The measurement is a key indicator of the state of Pitre’s stem cell transplant: whether or not the donor cells have started to establish themselves in his bone marrow.
“He’s super excited,” said Pitre’s mother, Tina Boileau.
Pitre had a bone marrow biopsy Thursday, a surgical procedure to withdraw red marrow from the back of his hip. Lab results from that biopsy are expected soon.
The biopsy should be able to tell doctors — and Pitre — more about what’s going on inside his bone marrow, where most of the body’s blood cells are produced.
It has been more than a month since Pitre was infused with stem cells drawn from his mother’s hip, but it has been a difficult, anxious wait for those cells to engraft. Engraftment is the process by which stem cells move through the bloodstream to the bone marrow and begin to produce new blood cells.
White blood cells are the first to appear in the bloodstream after a bone-marrow transplant.
In a conversation with doctors Thursday, Boileau predicted her son’s white blood cell count would finally go up after the biopsy, and sure enough, his blood tests revealed the first sign of progress in two weeks on Friday.

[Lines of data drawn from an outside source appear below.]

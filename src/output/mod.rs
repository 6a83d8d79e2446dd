//! Output module for exporting harvested listings
//!
//! This module handles:
//! - Building the column set of the exported table
//! - Naming the dated export file
//! - Writing the CSV export
//! - Summarising a completed run

mod csv_output;
pub mod stats;
mod traits;

pub use csv_output::{write_csv_file, CsvTableSink};
pub use stats::RunSummary;
pub use traits::{OutputError, OutputResult, TableSink};

use crate::record::ListingRecord;
use chrono::NaiveDate;
use indexmap::IndexSet;
use std::path::{Path, PathBuf};

/// Date format embedded in export file names
pub const FILE_DATE_FORMAT: &str = "%Y-%m-%d";

/// Returns every key seen across `records`, in first-seen order
///
/// # Example
///
/// ```
/// use watch_harvest::output::column_union;
/// use watch_harvest::ListingRecord;
///
/// let a = ListingRecord::assemble("A".into(), vec![("Case".into(), "36mm".into())], "$1".into());
/// let b = ListingRecord::assemble("B".into(), vec![("Year".into(), "2020".into())], "$2".into());
/// assert_eq!(column_union(&[a, b]), vec!["name", "Case", "price", "Year"]);
/// ```
pub fn column_union(records: &[ListingRecord]) -> Vec<String> {
    let columns: IndexSet<&str> = records.iter().flat_map(|record| record.keys()).collect();
    columns.into_iter().map(str::to_string).collect()
}

/// Builds the export file name `<prefix>_<YYYY-MM-DD>.csv`
///
/// ```
/// use chrono::NaiveDate;
/// use watch_harvest::output::dated_file_name;
///
/// let date = NaiveDate::from_ymd_opt(2024, 3, 9).unwrap();
/// assert_eq!(dated_file_name("watches", date), "watches_2024-03-09.csv");
/// ```
pub fn dated_file_name(prefix: &str, date: NaiveDate) -> String {
    format!("{}_{}.csv", prefix, date.format(FILE_DATE_FORMAT))
}

/// Full path of the export for a run on `date`
pub fn export_path(directory: &Path, prefix: &str, date: NaiveDate) -> PathBuf {
    directory.join(dated_file_name(prefix, date))
}
//! URL construction for marketplace listing pages
//!
//! Listing pages share one endpoint and differ only in the `showpage` query
//! parameter. The first page is requested without it.

use crate::config::SiteConfig;
use url::Url;

/// Query parameter selecting the page number
pub const PAGE_PARAM: &str = "showpage";

/// Builds the listing URL for the given page
///
/// `None` produces the bare category URL used to probe the page count.
///
/// # Examples
///
/// ```
/// use watch_harvest::config::SiteConfig;
/// use watch_harvest::url::listing_url;
///
/// let site = SiteConfig::default();
/// let url = listing_url(&site, Some(3)).unwrap();
/// assert_eq!(
///     url.as_str(),
///     "https://www.chrono24.com/rolex/index.htm?man=rolex&pageSize=120&resultview=list&showpage=3"
/// );
/// ```
pub fn listing_url(site: &SiteConfig, page: Option<u32>) -> Result<Url, url::ParseError> {
    let mut base = Url::parse(&site.base_url)?;

    // Url::join drops the last path segment unless it ends with a slash
    if !base.path().ends_with('/') {
        let path = format!("{}/", base.path());
        base.set_path(&path);
    }

    let mut url = base.join(site.category_path.trim_start_matches('/'))?;
    url.set_query(None);

    {
        let mut query = url.query_pairs_mut();
        query
            .append_pair("man", &site.brand)
            .append_pair("pageSize", &site.page_size.to_string())
            .append_pair("resultview", &site.result_view);
        if let Some(page) = page {
            query.append_pair(PAGE_PARAM, &page.to_string());
        }
    }

    Ok(url)
}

“He’s still having fevers, but hopefully this is moving in the right direction,” Boileau said. “I’d like to hear what the doctors say about the biopsy.”
If Pitre’s white blood cell count rises to 0.5 — and if he can maintain that level for three consecutive days — his medical quarantine will be relaxed, and he’ll be allowed into the hospital hallways with a mask. The quarantine is necessary because his body’s immune system was suppressed to prevent it from attacking the donated cells, and it has yet to rebuild itself with new white blood cells.
Pitre has been confined to his room since his Sept. 8th transplant, and has battled fevers, nausea and exhaustion for the past month.
Early in his hospital stay, Pitre was enjoying popsicles, chips and oranges, but in recent weeks he’s been unable to eat anything. He’s being fed intravenously.
Boileau said they’ll celebrate Thanksgiving quietly.
Pitre, 16, suffers from a severe form of Epidermolysis Bullosa (EB), a blistering skin disease that is among the most painful known to medicine. He travelled to the University of Minnesota Masonic Children’s Hospital in August for a stem cell transplant, the only available treatment that holds the potential to dramatically improve his physical condition and make his disease more manageable.